1. Get into it for the right reasons
He says that people need to think about what is motivating them to help refugees.
"If you feel like you have been privileged your whole life, that the world has given you a golden ticket, don't get deeply involved in changing someone else's life, you're going to be inevitably seen as paternalistic. It's better to contribute funds, household effects or help them with some networking," Rosell says.
He adds that it is best to be motivated by paying it forward. That if you have struggled in your life and someone has helped you, you are likely in a good mindset to help refugees.
2. Remember that you can help in more than one way
Rosell says that there are many ways to help.
"Not everyone is prepared to make the kind of commitment of time, emotional energy and financial energy to be a full-fledged sponsor."
He says that people can contribute financially, can help with career planning, or planning for the families once they are here.
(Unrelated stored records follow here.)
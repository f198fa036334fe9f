use serde_json::Value;
use std::borrow::Borrow;

/// Which parsed values a field group accepts.
#[derive(Debug, Clone, Copy, PartialEq, Eq)]
pub enum NumberPolicy {
    /// Any finite number (coordinates).
    Any,
    /// Zero means "none" or "free" (fees, loans, deposits).
    NonNegative,
    /// Zero would mean "not provided" (prices, areas, rent).
    Positive,
}

impl NumberPolicy {
    pub fn admits(&self, n: f64) -> bool {
        match self {
            NumberPolicy::Any => true,
            NumberPolicy::NonNegative => n >= 0.0,
            NumberPolicy::Positive => n > 0.0,
        }
    }
}

/// Parse a formatted euro amount or measurement, e.g. `"1 625 002,18 €"`,
/// `"85,5 m²"` or `"320 €/kk"`.
///
/// Text before the first digit (except a minus sign) and unit words after
/// the number are dropped, then everything except digits, `,`, `.` and `-`
/// is stripped (this removes every whitespace variant, including U+00A0 and
/// U+202F). Comma is the decimal separator.
pub fn parse_euro_amount(input: &str) -> Option<f64> {
    let start = input.find(|c: char| c.is_ascii_digit())?;
    let end = input[start..]
        .find(char::is_alphabetic)
        .map_or(input.len(), |unit| start + unit);
    let negative = input[..start].trim_end().ends_with('-');

    let cleaned: String = std::iter::once('-')
        .filter(|_| negative)
        .chain(
            input[start..end]
                .chars()
                .filter(|c| c.is_ascii_digit() || matches!(c, ',' | '.' | '-'))
                .map(|c| if c == ',' { '.' } else { c }),
        )
        .collect();

    cleaned.parse::<f64>().ok().filter(|n| n.is_finite())
}

/// A number from a JSON scalar. Strings go through [`parse_euro_amount`].
pub fn parse_number(value: &Value) -> Option<f64> {
    match value {
        Value::Number(n) => n.as_f64().filter(|n| n.is_finite()),
        Value::String(s) => parse_euro_amount(s),
        _ => None,
    }
}

/// A physical dimension: strictly positive or nothing.
pub fn parse_area(value: &Value) -> Option<f64> {
    parse_number(value).filter(|n| NumberPolicy::Positive.admits(*n))
}

/// The first candidate that parses to a positive number.
pub fn first_valid_number<I, V>(candidates: I) -> Option<f64>
where
    I: IntoIterator<Item = Option<V>>,
    V: Borrow<Value>,
{
    candidates
        .into_iter()
        .flatten()
        .find_map(|value| parse_area(value.borrow()))
}

pub fn to_count(n: f64) -> Option<u32> {
    let rounded = n.round();
    (rounded >= 1.0 && rounded <= f64::from(u32::MAX)).then(|| rounded as u32)
}

#[cfg(test)]
mod tests {
    use super::*;
    use serde_json::json;

    #[test]
    fn parses_amount_with_regular_spaces() {
        assert_eq!(parse_euro_amount("1 625 002,18 €"), Some(1_625_002.18));
    }

    #[test]
    fn parses_amount_with_non_breaking_spaces() {
        assert_eq!(
            parse_euro_amount("1\u{a0}625\u{a0}002,18\u{a0}€"),
            Some(1_625_002.18)
        );
        assert_eq!(parse_euro_amount("98\u{202f}000 €"), Some(98_000.0));
    }

    #[test]
    fn drops_unit_suffixes() {
        assert_eq!(parse_euro_amount("85,5 m²"), Some(85.5));
        assert_eq!(parse_euro_amount("85 m2"), Some(85.0));
        assert_eq!(parse_euro_amount("320 €/kk"), Some(320.0));
        assert_eq!(parse_euro_amount("€ 1 200"), Some(1_200.0));
        assert_eq!(parse_euro_amount("n. 85 m²"), Some(85.0));
    }

    #[test]
    fn rejects_garbage() {
        assert_eq!(parse_euro_amount(""), None);
        assert_eq!(parse_euro_amount("ei tiedossa"), None);
        assert_eq!(parse_euro_amount("1.625.002,18"), None);
    }

    #[test]
    fn keeps_negative_numbers() {
        assert_eq!(parse_euro_amount("-12,5"), Some(-12.5));
    }

    #[test]
    fn parse_number_accepts_json_numbers() {
        assert_eq!(parse_number(&json!(500000)), Some(500_000.0));
        assert_eq!(parse_number(&json!("500000")), Some(500_000.0));
        assert_eq!(parse_number(&json!(true)), None);
    }

    #[test]
    fn area_must_be_positive() {
        assert_eq!(parse_area(&json!("0 m²")), None);
        assert_eq!(parse_area(&json!(-3)), None);
        assert_eq!(parse_area(&json!("62,5")), Some(62.5));
    }

    #[test]
    fn first_valid_number_skips_missing_and_zero() {
        let zero = json!("0");
        let text = json!("n/a");
        let plot = json!("1 200 m²");
        assert_eq!(
            first_valid_number([None, Some(&zero), Some(&text), Some(&plot)]),
            Some(1_200.0)
        );
        assert_eq!(first_valid_number([None, Some(&zero)]), None);
    }

    #[test]
    fn counts_are_positive_integers() {
        assert_eq!(to_count(1987.0), Some(1987));
        assert_eq!(to_count(4.4), Some(4));
        assert_eq!(to_count(0.0), None);
    }
}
3. Be prepared for 'push back'
"I don't think that anyone is ungrateful, but some of the people are going through a bit of an existential crisis because their lives have been so dramatically changed," Rosell says.
He says it is natural for refugees to push back against the various people who have helped them.
"It can be an emotional challenge if you have become emotionally invested, but it's natural, it's normal and it's actually healthy," he says.
4. Be realistic about the costs
The government suggests that it costs roughly $21,000 per year to support a family of 2 in Canada, but Rosell says that in Vancouver or Toronto it is about double that.
"You need to plan to cover their basic living costs, their rent, their food, their transportation for a year," Rosell says. "And $20,000 doesn't cut it."
After that year, your legal obligation as a sponsor ends, but Rosell says they will almost always become your friends so if they need something, you will be the one most likely to provide it.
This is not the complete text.